//! Time source abstraction.
//!
//! Presence liveness and rate-limit windows are both computed against "now".
//! Components take an `Arc<dyn Clock>` so tests can move time forward
//! explicitly instead of sleeping.

use chrono::{DateTime, Duration, Utc};
use std::sync::{Mutex, PoisonError};

/// Source of the current time.
pub trait Clock: Send + Sync {
    /// Current wall-clock time in UTC.
    fn now(&self) -> DateTime<Utc>;
}

/// Clock backed by the system time.
#[derive(Debug, Default, Clone, Copy)]
pub struct SystemClock;

impl Clock for SystemClock {
    fn now(&self) -> DateTime<Utc> {
        Utc::now()
    }
}

/// Manually driven clock for tests and simulations.
///
/// Starts at the time given to [`ManualClock::new`] and only moves when
/// [`ManualClock::advance`] or [`ManualClock::set`] is called.
#[derive(Debug)]
pub struct ManualClock {
    now: Mutex<DateTime<Utc>>,
}

impl ManualClock {
    pub fn new(start: DateTime<Utc>) -> Self {
        Self {
            now: Mutex::new(start),
        }
    }

    /// Move the clock forward (or backward, for negative durations).
    pub fn advance(&self, by: Duration) {
        let mut now = self.now.lock().unwrap_or_else(PoisonError::into_inner);
        *now += by;
    }

    /// Jump to an absolute time.
    pub fn set(&self, to: DateTime<Utc>) {
        let mut now = self.now.lock().unwrap_or_else(PoisonError::into_inner);
        *now = to;
    }
}

impl Default for ManualClock {
    fn default() -> Self {
        Self::new(Utc::now())
    }
}

impl Clock for ManualClock {
    fn now(&self) -> DateTime<Utc> {
        *self.now.lock().unwrap_or_else(PoisonError::into_inner)
    }
}
//! HTTP handlers for the chat service.
//!
//! Handlers are thin: extract, rate limit, call one service, serialize.

pub mod health;
pub mod messages;
pub mod metrics;
pub mod rooms;

pub use health::{health_check, readiness_check};
pub use messages::{fetch_messages, send_message};
pub use metrics::metrics_handler;
pub use rooms::{
    client_ip, get_room_state, get_room_states, get_user_rooms, join_room, leave_room,
    touch_presence,
};
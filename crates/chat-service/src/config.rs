//! Chat service configuration.
//!
//! Configuration is loaded from environment variables. Connection URLs are
//! redacted in Debug output.

use secrecy::SecretString;
use std::collections::HashMap;
use std::env;
use std::fmt;
use thiserror::Error;

/// Default HTTP bind address.
pub const DEFAULT_BIND_ADDRESS: &str = "0.0.0.0:8080";

/// Default presence TTL in seconds.
pub const DEFAULT_PRESENCE_TTL_SECONDS: u64 = 30;

/// Default seat count for lazily created rooms.
pub const DEFAULT_ROOM_CAPACITY: i32 = 30;

/// Default bound on a single backing-store call in milliseconds.
pub const DEFAULT_STORE_TIMEOUT_MS: u64 = 5000;

/// Default room join attempts per minute per story and client IP.
pub const DEFAULT_JOIN_LIMIT_PER_MINUTE: u32 = 10;

/// Default messages per minute per member.
pub const DEFAULT_SEND_LIMIT_PER_MINUTE: u32 = 20;

/// Default presence touches per minute per member.
pub const DEFAULT_PRESENCE_LIMIT_PER_MINUTE: u32 = 30;

/// Default interval between sweeps of the local limiter map.
pub const DEFAULT_LIMITER_SWEEP_INTERVAL_SECONDS: u64 = 60;

/// Deployment mode.
///
/// Production makes a database mandatory and makes the rate limiter fail
/// closed when its distributed counter store is unavailable.
#[derive(Debug, Clone, Copy, PartialEq, Eq)]
pub enum Environment {
    Development,
    Production,
}

impl Environment {
    pub fn is_production(self) -> bool {
        matches!(self, Environment::Production)
    }
}

/// Chat service configuration.
#[derive(Clone)]
pub struct Config {
    /// Deployment mode (`APP_ENV`).
    pub environment: Environment,

    /// PostgreSQL connection URL. `None` selects the in-process store.
    pub database_url: Option<SecretString>,

    /// Redis URL for the distributed rate-limit counters.
    pub redis_url: Option<SecretString>,

    /// Server bind address (default: "0.0.0.0:8080").
    pub bind_address: String,

    /// Seconds of silence after which a member no longer holds a seat.
    pub presence_ttl_seconds: u64,

    /// Capacity given to rooms created on first access.
    pub default_room_capacity: i32,

    /// Bound on each backing-store call.
    pub store_timeout_ms: u64,

    pub join_limit_per_minute: u32,
    pub send_limit_per_minute: u32,
    pub presence_limit_per_minute: u32,

    /// Interval for sweeping expired keys from the local limiter.
    pub limiter_sweep_interval_seconds: u64,
}

/// Custom Debug implementation that redacts connection URLs.
impl fmt::Debug for Config {
    fn fmt(&self, f: &mut fmt::Formatter<'_>) -> fmt::Result {
        let redact = |v: &Option<SecretString>| v.as_ref().map(|_| "[REDACTED]");
        f.debug_struct("Config")
            .field("environment", &self.environment)
            .field("database_url", &redact(&self.database_url))
            .field("redis_url", &redact(&self.redis_url))
            .field("bind_address", &self.bind_address)
            .field("presence_ttl_seconds", &self.presence_ttl_seconds)
            .field("default_room_capacity", &self.default_room_capacity)
            .field("store_timeout_ms", &self.store_timeout_ms)
            .field("join_limit_per_minute", &self.join_limit_per_minute)
            .field("send_limit_per_minute", &self.send_limit_per_minute)
            .field("presence_limit_per_minute", &self.presence_limit_per_minute)
            .field(
                "limiter_sweep_interval_seconds",
                &self.limiter_sweep_interval_seconds,
            )
            .finish()
    }
}

#[derive(Debug, Error)]
pub enum ConfigError {
    #[error("Missing required environment variable: {0}")]
    MissingEnvVar(String),

    #[error("Invalid value for {name}: {reason}")]
    InvalidValue { name: String, reason: String },
}

impl Config {
    /// Load configuration from environment variables.
    pub fn from_env() -> Result<Self, ConfigError> {
        Self::from_vars(&env::vars().collect())
    }

    /// Load configuration from a HashMap (for testing).
    pub fn from_vars(vars: &HashMap<String, String>) -> Result<Self, ConfigError> {
        let environment = match vars.get("APP_ENV").map(|s| s.trim().to_ascii_lowercase()) {
            None => Environment::Development,
            Some(value) => match value.as_str() {
                "production" | "prod" => Environment::Production,
                "development" | "dev" | "test" => Environment::Development,
                other => {
                    return Err(ConfigError::InvalidValue {
                        name: "APP_ENV".to_string(),
                        reason: format!("expected 'production' or 'development', got '{other}'"),
                    })
                }
            },
        };

        let database_url = non_empty(vars, "DATABASE_URL").map(SecretString::from);
        if environment.is_production() && database_url.is_none() {
            return Err(ConfigError::MissingEnvVar("DATABASE_URL".to_string()));
        }

        let redis_url = non_empty(vars, "REDIS_URL").map(SecretString::from);

        let bind_address = vars
            .get("BIND_ADDRESS")
            .cloned()
            .unwrap_or_else(|| DEFAULT_BIND_ADDRESS.to_string());

        let presence_ttl_seconds = parse_positive(
            vars,
            "CHAT_PRESENCE_TTL_SECONDS",
            DEFAULT_PRESENCE_TTL_SECONDS,
        )?;

        let default_room_capacity =
            parse_positive(vars, "CHAT_DEFAULT_ROOM_CAPACITY", DEFAULT_ROOM_CAPACITY)?;

        let store_timeout_ms = parse_positive(vars, "STORE_TIMEOUT_MS", DEFAULT_STORE_TIMEOUT_MS)?;

        let join_limit_per_minute = parse_positive(
            vars,
            "RATE_LIMIT_JOIN_PER_MINUTE",
            DEFAULT_JOIN_LIMIT_PER_MINUTE,
        )?;
        let send_limit_per_minute = parse_positive(
            vars,
            "RATE_LIMIT_SEND_PER_MINUTE",
            DEFAULT_SEND_LIMIT_PER_MINUTE,
        )?;
        let presence_limit_per_minute = parse_positive(
            vars,
            "RATE_LIMIT_PRESENCE_PER_MINUTE",
            DEFAULT_PRESENCE_LIMIT_PER_MINUTE,
        )?;

        let limiter_sweep_interval_seconds = parse_positive(
            vars,
            "LIMITER_SWEEP_INTERVAL_SECONDS",
            DEFAULT_LIMITER_SWEEP_INTERVAL_SECONDS,
        )?;

        Ok(Config {
            environment,
            database_url,
            redis_url,
            bind_address,
            presence_ttl_seconds,
            default_room_capacity,
            store_timeout_ms,
            join_limit_per_minute,
            send_limit_per_minute,
            presence_limit_per_minute,
            limiter_sweep_interval_seconds,
        })
    }
}

fn non_empty(vars: &HashMap<String, String>, name: &str) -> Option<String> {
    vars.get(name)
        .map(|s| s.trim().to_string())
        .filter(|s| !s.is_empty())
}

/// Parse an optional strictly positive integer variable.
fn parse_positive<T>(vars: &HashMap<String, String>, name: &str, default: T) -> Result<T, ConfigError>
where
    T: std::str::FromStr + PartialOrd + Default + Copy,
    T::Err: fmt::Display,
{
    let Some(value_str) = vars.get(name) else {
        return Ok(default);
    };

    let value: T = value_str.trim().parse().map_err(|e| ConfigError::InvalidValue {
        name: name.to_string(),
        reason: format!("must be a valid positive integer, got '{value_str}': {e}"),
    })?;

    if value <= T::default() {
        return Err(ConfigError::InvalidValue {
            name: name.to_string(),
            reason: "must be greater than 0".to_string(),
        });
    }

    Ok(value)
}

#[cfg(test)]
#[allow(clippy::unwrap_used, clippy::expect_used)]
mod tests {
    use super::*;
    use secrecy::ExposeSecret;

    #[test]
    fn test_from_vars_success_with_defaults() {
        let config = Config::from_vars(&HashMap::new()).expect("Config should load successfully");

        assert_eq!(config.environment, Environment::Development);
        assert!(config.database_url.is_none());
        assert!(config.redis_url.is_none());
        assert_eq!(config.bind_address, DEFAULT_BIND_ADDRESS);
        assert_eq!(config.presence_ttl_seconds, 30);
        assert_eq!(config.default_room_capacity, 30);
        assert_eq!(config.store_timeout_ms, 5000);
        assert_eq!(config.join_limit_per_minute, 10);
        assert_eq!(config.send_limit_per_minute, 20);
        assert_eq!(config.presence_limit_per_minute, 30);
        assert_eq!(config.limiter_sweep_interval_seconds, 60);
    }

    #[test]
    fn test_production_requires_database_url() {
        let vars = HashMap::from([("APP_ENV".to_string(), "production".to_string())]);
        let result = Config::from_vars(&vars);
        assert!(matches!(result, Err(ConfigError::MissingEnvVar(ref v)) if v == "DATABASE_URL"));
    }

    #[test]
    fn test_production_with_database_url() {
        let vars = HashMap::from([
            ("APP_ENV".to_string(), "Production".to_string()),
            (
                "DATABASE_URL".to_string(),
                "postgresql://localhost/chat".to_string(),
            ),
            ("REDIS_URL".to_string(), "redis://localhost:6379".to_string()),
        ]);
        let config = Config::from_vars(&vars).unwrap();
        assert!(config.environment.is_production());
        assert_eq!(
            config.database_url.as_ref().unwrap().expose_secret(),
            "postgresql://localhost/chat"
        );
        assert_eq!(
            config.redis_url.as_ref().unwrap().expose_secret(),
            "redis://localhost:6379"
        );
    }

    #[test]
    fn test_invalid_app_env_rejected() {
        let vars = HashMap::from([("APP_ENV".to_string(), "staging".to_string())]);
        assert!(matches!(
            Config::from_vars(&vars),
            Err(ConfigError::InvalidValue { ref name, .. }) if name == "APP_ENV"
        ));
    }

    #[test]
    fn test_zero_presence_ttl_rejected() {
        let vars = HashMap::from([("CHAT_PRESENCE_TTL_SECONDS".to_string(), "0".to_string())]);
        let err = Config::from_vars(&vars).unwrap_err();
        assert!(err.to_string().contains("CHAT_PRESENCE_TTL_SECONDS"));
        assert!(err.to_string().contains("greater than 0"));
    }

    #[test]
    fn test_negative_capacity_rejected() {
        let vars = HashMap::from([("CHAT_DEFAULT_ROOM_CAPACITY".to_string(), "-4".to_string())]);
        assert!(Config::from_vars(&vars).is_err());
    }

    #[test]
    fn test_non_numeric_limit_rejected() {
        let vars = HashMap::from([("RATE_LIMIT_SEND_PER_MINUTE".to_string(), "lots".to_string())]);
        let err = Config::from_vars(&vars).unwrap_err();
        assert!(err.to_string().contains("RATE_LIMIT_SEND_PER_MINUTE"));
    }

    #[test]
    fn test_empty_urls_treated_as_absent() {
        let vars = HashMap::from([
            ("DATABASE_URL".to_string(), "  ".to_string()),
            ("REDIS_URL".to_string(), String::new()),
        ]);
        let config = Config::from_vars(&vars).unwrap();
        assert!(config.database_url.is_none());
        assert!(config.redis_url.is_none());
    }

    #[test]
    fn test_debug_redacts_urls() {
        let vars = HashMap::from([
            (
                "DATABASE_URL".to_string(),
                "postgresql://user:hunter2@db/chat".to_string(),
            ),
            ("REDIS_URL".to_string(), "redis://:hunter2@cache".to_string()),
        ]);
        let config = Config::from_vars(&vars).unwrap();
        let debug = format!("{:?}", config);
        assert!(!debug.contains("hunter2"));
        assert!(debug.contains("[REDACTED]"));
    }
}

=======

* EXERCISE OBJECTIVE
Count, in the data above, the lines that hold "Mutex". Return only that count.

* ANSWER TO THE EXERCISE
3